The Boston dither goes on, and on, while the Mass Pike slips ever closer to the precipice. Thursday (Jan 22) the Turnpike board decided to put off a decision on whether to proceed with the toll increases it had voted Nov 14, despite a strong pitch for the extra $100m from executive director Alan LeBovidge, who showed dramatic pictures of crumbing concretework, exposed rebar, deep potholes, and rusted-through structural steel (see nearby).

A decision on tolls was deferred to the next meeting mid-February. Board member Michael Angelini suggested a small stop gap measure to raise an extra $15m to get the Turnpike through the financial year ending June 30. This would provide the legislature and the governor time to find alternatives to higher Turnpike tolls, he said.

Monthly admin fee for transponders

The Turnpike board did approve a proposal by the chairman of the Turnpike Jim Aloisi to raise a few million extra with a 50c/month/transponder administration fee for transponder accounts. There are around 1 million transponders in use in Massachusetts, so the $6/year fee will raise $6m extra.

At the same time the Turnpike is dropping the $25.95 charge for new transponders.
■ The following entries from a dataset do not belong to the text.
// Licensed under the Apache-2.0 license

//! Access-kind semantics engine.
//!
//! [`FieldBehavior::expand`] turns a declared [`Field`] into the concrete
//! hardware it needs: where a bus read takes its value from, what a
//! qualifying write does to storage, and which hardware-facing ports the
//! field exposes. Both the SystemVerilog emitter and the cycle model in
//! [`crate::sim`] are driven from the same expansion.
//!
//! ## Timing contract
//!
//! ```text
//!             cycle t                       cycle t+1
//! bus:   addr/wdata/wr_en/rd_en     |
//! read:  rdata = f(state_t, hw_t)   |
//! edge:  ---------------------------+--> state_{t+1} = next(state_t, hw_t, access_t)
//! ```
//!
//! Reads are combinational from the current state and hardware inputs.
//! Every side effect (load, clear, pulse, push, strobe) is registered and
//! becomes visible on the following cycle. A side effect requires both an
//! address match and the matching strobe; an address match alone does
//! nothing.
//!
//! | Kind           | Read      | Qualifying write            | Ports                        |
//! |----------------|-----------|-----------------------------|------------------------------|
//! | ReadOnly       | hw input  | ignored                     | `_i`                         |
//! | ReadWrite      | storage   | load written bits           | `_o`                         |
//! | Write2Clear    | storage   | clear bits written as 1     | `_set_i`, `_o`               |
//! | Write2Pulse    | zero      | pulse bits written as 1     | `_o`                         |
//! | SplitReadWrite | hw input  | push written bits           | `_i`, `_o`, `_rd_stb_o`, `_wr_stb_o` |
//!
//! The strobes of SplitReadWrite only exist when `activity_signal` is set.

use crate::access::AccessKind;
use crate::model::Field;
use crate::util::{low_mask, snake_case};

/// Fixed ports of the generated bus interface.
pub const BUS_PORTS: [&str; 7] = [
    "clk_i", "rst_n_i", "addr_i", "wdata_i", "wr_en_i", "rd_en_i", "rdata_o",
];

/// Per-register decode signals: address select, qualified write and read.
#[derive(Clone, Debug, PartialEq, Eq)]
pub struct RegisterSignals {
    pub select: String,
    pub write: String,
    pub read: String,
}

impl RegisterSignals {
    pub fn new(register: &str) -> Self {
        let base = snake_case(register);
        Self {
            select: format!("{base}_sel"),
            write: format!("{base}_wr"),
            read: format!("{base}_rd"),
        }
    }
}

/// Names of the decode signals generated for `register`.
pub fn register_signals(register: &str) -> Vec<String> {
    let signals = RegisterSignals::new(register);
    vec![signals.select, signals.write, signals.read]
}

#[derive(Clone, Copy, Debug, PartialEq, Eq)]
pub enum PortDir {
    Input,
    Output,
}

/// What a hardware-facing port carries.
#[derive(Clone, Copy, Debug, PartialEq, Eq)]
pub enum PortRole {
    /// Current field value (hardware-driven for ReadOnly, stored otherwise).
    Value,
    /// Per-bit set events of a Write2Clear field.
    Set,
    /// One-cycle pulse of a Write2Pulse field.
    Pulse,
    /// Head of the read-side store of a SplitReadWrite field.
    ReadData,
    /// Last value pushed into the write-side store.
    WriteData,
    /// One-cycle strobe after a qualifying read.
    ReadStrobe,
    /// One-cycle strobe after a qualifying write.
    WriteStrobe,
}

#[derive(Clone, Debug, PartialEq, Eq)]
pub struct Port {
    pub name: String,
    pub dir: PortDir,
    pub width: u32,
    pub role: PortRole,
}

/// Where a bus read of the field gets its bits.
#[derive(Clone, Copy, Debug, PartialEq, Eq)]
pub enum ReadSource {
    HardwareInput,
    Storage,
    Zero,
}

/// What a qualifying bus write does to the field's storage.
#[derive(Clone, Copy, Debug, PartialEq, Eq)]
pub enum WriteEffect {
    Ignore,
    Load,
    ClearOnOne,
    PulseOnOne,
    Push,
}

/// Registered state of one field.
#[derive(Clone, Copy, Debug, Default, PartialEq, Eq)]
pub struct FieldState {
    pub storage: u64,
    pub read_strobe: bool,
    pub write_strobe: bool,
}

/// The bus access seen by one field in one cycle, already qualified by
/// address match and strobe.
#[derive(Clone, Copy, Debug, Default, PartialEq, Eq)]
pub struct FieldAccess {
    /// Field-aligned write bits, present only on a qualifying write.
    pub write: Option<u64>,
    /// True only on a qualifying read.
    pub read: bool,
}

/// Concrete behavior of one field.
#[derive(Clone, Debug, PartialEq, Eq)]
pub struct FieldBehavior {
    pub kind: AccessKind,
    /// Identifier prefix for every signal of this field.
    pub base: String,
    pub lsb: u32,
    pub width: u32,
    pub reset_value: u64,
    pub read: ReadSource,
    pub write: WriteEffect,
    /// Hardware may set storage bits (Write2Clear).
    pub hardware_set: bool,
    pub activity_signal: bool,
    pub ports: Vec<Port>,
}

impl FieldBehavior {
    /// Expands `field` of `register` into its concrete behavior.
    pub fn expand(register: &str, field: &Field) -> Self {
        let base = format!("{}_{}", snake_case(register), snake_case(&field.name));
        let width = field.bit_width;
        let port = |suffix: &str, dir: PortDir, width: u32, role: PortRole| Port {
            name: format!("{base}{suffix}"),
            dir,
            width,
            role,
        };

        let (read, write, hardware_set, ports) = match field.access_kind {
            AccessKind::ReadOnly => (
                ReadSource::HardwareInput,
                WriteEffect::Ignore,
                false,
                vec![port("_i", PortDir::Input, width, PortRole::Value)],
            ),
            AccessKind::ReadWrite => (
                ReadSource::Storage,
                WriteEffect::Load,
                false,
                vec![port("_o", PortDir::Output, width, PortRole::Value)],
            ),
            AccessKind::Write2Clear => (
                ReadSource::Storage,
                WriteEffect::ClearOnOne,
                true,
                vec![
                    port("_set_i", PortDir::Input, width, PortRole::Set),
                    port("_o", PortDir::Output, width, PortRole::Value),
                ],
            ),
            AccessKind::Write2Pulse => (
                ReadSource::Zero,
                WriteEffect::PulseOnOne,
                false,
                vec![port("_o", PortDir::Output, width, PortRole::Pulse)],
            ),
            AccessKind::SplitReadWrite => {
                let mut ports = vec![
                    port("_i", PortDir::Input, width, PortRole::ReadData),
                    port("_o", PortDir::Output, width, PortRole::WriteData),
                ];
                if field.activity_signal {
                    ports.push(port("_rd_stb_o", PortDir::Output, 1, PortRole::ReadStrobe));
                    ports.push(port("_wr_stb_o", PortDir::Output, 1, PortRole::WriteStrobe));
                }
                (ReadSource::HardwareInput, WriteEffect::Push, false, ports)
            }
        };

        Self {
            kind: field.access_kind,
            base,
            lsb: field.bit_offset,
            width,
            reset_value: field.reset_value,
            read,
            write,
            hardware_set,
            activity_signal: field.activity_signal && field.access_kind.supports_activity_signal(),
            ports,
        }
    }

    pub fn msb(&self) -> u32 {
        self.lsb.saturating_add(self.width).saturating_sub(1)
    }

    pub fn mask(&self) -> u64 {
        low_mask(self.width)
    }

    pub fn has_storage(&self) -> bool {
        self.write != WriteEffect::Ignore
    }

    pub fn storage_signal(&self) -> String {
        format!("{}_q", self.base)
    }

    pub fn read_strobe_signal(&self) -> String {
        format!("{}_rd_stb_q", self.base)
    }

    pub fn write_strobe_signal(&self) -> String {
        format!("{}_wr_stb_q", self.base)
    }

    /// Registered signals internal to the generated module.
    pub fn internal_signals(&self) -> Vec<String> {
        let mut signals = Vec::new();
        if self.has_storage() {
            signals.push(self.storage_signal());
        }
        if self.activity_signal {
            signals.push(self.read_strobe_signal());
            signals.push(self.write_strobe_signal());
        }
        signals
    }

    pub fn port(&self, role: PortRole) -> Option<&Port> {
        self.ports.iter().find(|p| p.role == role)
    }

    /// The hardware input port, if the field has one.
    pub fn input_port(&self) -> Option<&Port> {
        self.ports.iter().find(|p| p.dir == PortDir::Input)
    }

    /// State right after reset.
    pub fn reset_state(&self) -> FieldState {
        FieldState {
            storage: self.reset_value & self.mask(),
            read_strobe: false,
            write_strobe: false,
        }
    }

    /// Field-aligned value returned by a bus read in the current cycle.
    pub fn read_value(&self, state: &FieldState, input: u64) -> u64 {
        match self.read {
            ReadSource::HardwareInput => input & self.mask(),
            ReadSource::Storage => state.storage,
            ReadSource::Zero => 0,
        }
    }

    /// State after the clock edge that ends the current cycle.
    ///
    /// `input` is the field's hardware input during the cycle (the set
    /// events for Write2Clear, unused by kinds without an input).
    pub fn next_state(&self, state: &FieldState, input: u64, access: FieldAccess) -> FieldState {
        let mask = self.mask();
        let written = access.write.map(|bits| bits & mask);
        let storage = match self.write {
            WriteEffect::Ignore => state.storage,
            WriteEffect::Load | WriteEffect::Push => written.unwrap_or(state.storage),
            // Hardware events win over a software clear in the same cycle.
            WriteEffect::ClearOnOne => {
                (state.storage & !written.unwrap_or(0)) | (input & mask)
            }
            WriteEffect::PulseOnOne => written.unwrap_or(0),
        };
        FieldState {
            storage,
            read_strobe: self.activity_signal && access.read,
            write_strobe: self.activity_signal && written.is_some(),
        }
    }

    /// Value currently driven on an output port of this field.
    pub fn output_value(&self, state: &FieldState, role: PortRole) -> Option<u64> {
        let port = self.port(role)?;
        if port.dir != PortDir::Output {
            return None;
        }
        Some(match role {
            PortRole::Value | PortRole::Pulse | PortRole::WriteData => state.storage,
            PortRole::ReadStrobe => u64::from(state.read_strobe),
            PortRole::WriteStrobe => u64::from(state.write_strobe),
            PortRole::Set | PortRole::ReadData => return None,
        })
    }
}

#[cfg(test)]
mod tests {
    use super::*;

    fn field(kind: AccessKind, width: u32) -> Field {
        Field {
            name: "f".into(),
            access_kind: kind,
            bit_offset: 4,
            bit_width: width,
            description: String::new(),
            activity_signal: false,
            reset_value: 0,
        }
    }

    fn write(bits: u64) -> FieldAccess {
        FieldAccess {
            write: Some(bits),
            read: false,
        }
    }

    const IDLE: FieldAccess = FieldAccess {
        write: None,
        read: false,
    };

    #[test]
    fn test_port_names() {
        let b = FieldBehavior::expand("IRQ", &field(AccessKind::Write2Clear, 1));
        let names: Vec<_> = b.ports.iter().map(|p| p.name.as_str()).collect();
        assert_eq!(names, ["irq_f_set_i", "irq_f_o"]);
        assert_eq!(b.internal_signals(), ["irq_f_q"]);

        let ro = FieldBehavior::expand("Line_Status", &field(AccessKind::ReadOnly, 1));
        assert_eq!(ro.ports[0].name, "line_status_f_i");
        assert!(ro.internal_signals().is_empty());
    }

    #[test]
    fn test_read_only_ignores_writes() {
        let b = FieldBehavior::expand("R", &field(AccessKind::ReadOnly, 4));
        let s = b.reset_state();
        assert_eq!(b.read_value(&s, 0x1a), 0xa);
        assert_eq!(b.next_state(&s, 0xa, write(0xf)), s);
    }

    #[test]
    fn test_read_write_loads() {
        let b = FieldBehavior::expand("R", &field(AccessKind::ReadWrite, 4));
        let s = b.next_state(&b.reset_state(), 0, write(0x1c));
        assert_eq!(s.storage, 0xc);
        assert_eq!(b.read_value(&s, 0), 0xc);
        assert_eq!(b.next_state(&s, 0, IDLE), s);
    }

    #[test]
    fn test_write2clear() {
        let b = FieldBehavior::expand("R", &field(AccessKind::Write2Clear, 2));
        let set = b.next_state(&b.reset_state(), 0b11, IDLE);
        assert_eq!(set.storage, 0b11);
        let cleared = b.next_state(&set, 0, write(0b01));
        assert_eq!(cleared.storage, 0b10);
        // Writing zero leaves bits alone.
        assert_eq!(b.next_state(&cleared, 0, write(0)).storage, 0b10);
        // A set event in the same cycle as the clear wins.
        assert_eq!(b.next_state(&cleared, 0b10, write(0b10)).storage, 0b10);
    }

    #[test]
    fn test_write2pulse_self_resets() {
        let b = FieldBehavior::expand("R", &field(AccessKind::Write2Pulse, 1));
        let pulse = b.next_state(&b.reset_state(), 0, write(1));
        assert_eq!(b.output_value(&pulse, PortRole::Pulse), Some(1));
        assert_eq!(b.read_value(&pulse, 0), 0);
        let after = b.next_state(&pulse, 0, IDLE);
        assert_eq!(b.output_value(&after, PortRole::Pulse), Some(0));
    }

    #[test]
    fn test_split_with_activity() {
        let mut f = field(AccessKind::SplitReadWrite, 8);
        f.activity_signal = true;
        let b = FieldBehavior::expand("Data", &f);
        assert_eq!(b.ports.len(), 4);
        let s = b.next_state(&b.reset_state(), 0x55, write(0xaa));
        assert_eq!(b.output_value(&s, PortRole::WriteData), Some(0xaa));
        assert_eq!(b.output_value(&s, PortRole::WriteStrobe), Some(1));
        assert_eq!(b.output_value(&s, PortRole::ReadStrobe), Some(0));
        // Reads see the read-side store, never the written value.
        assert_eq!(b.read_value(&s, 0x55), 0x55);
        let s = b.next_state(
            &s,
            0x55,
            FieldAccess {
                write: None,
                read: true,
            },
        );
        assert_eq!(b.output_value(&s, PortRole::ReadStrobe), Some(1));
        assert_eq!(b.output_value(&s, PortRole::WriteStrobe), Some(0));
        assert_eq!(b.output_value(&s, PortRole::WriteData), Some(0xaa));
    }

    #[test]
    fn test_split_without_activity_has_no_strobes() {
        let b = FieldBehavior::expand("Data", &field(AccessKind::SplitReadWrite, 8));
        assert!(b.port(PortRole::ReadStrobe).is_none());
        let s = b.next_state(&b.reset_state(), 0, write(1));
        assert!(!s.write_strobe);
    }
}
With about 15k buying transponders each year at present free new transponders will cost the Turnpike $400k/year.

But if it encourages an increased demand for transponders the measure will cost more.

The new program for transponders will begin Feb 15.

The board heard a pitch from executive director Alan LeBovidge for toll increases. A powerpoint he gave shows a move from a $8.6m profit this year to a  loss of $34.8m next year and a decline in debt service coverage from 1.09 to 0.73.

The UBS swap continues to be threat with a termination liability of $350m to $400m, he said.

LeBovidge presented the case for a capital program ramped up from the present $43m to just over $140m per year.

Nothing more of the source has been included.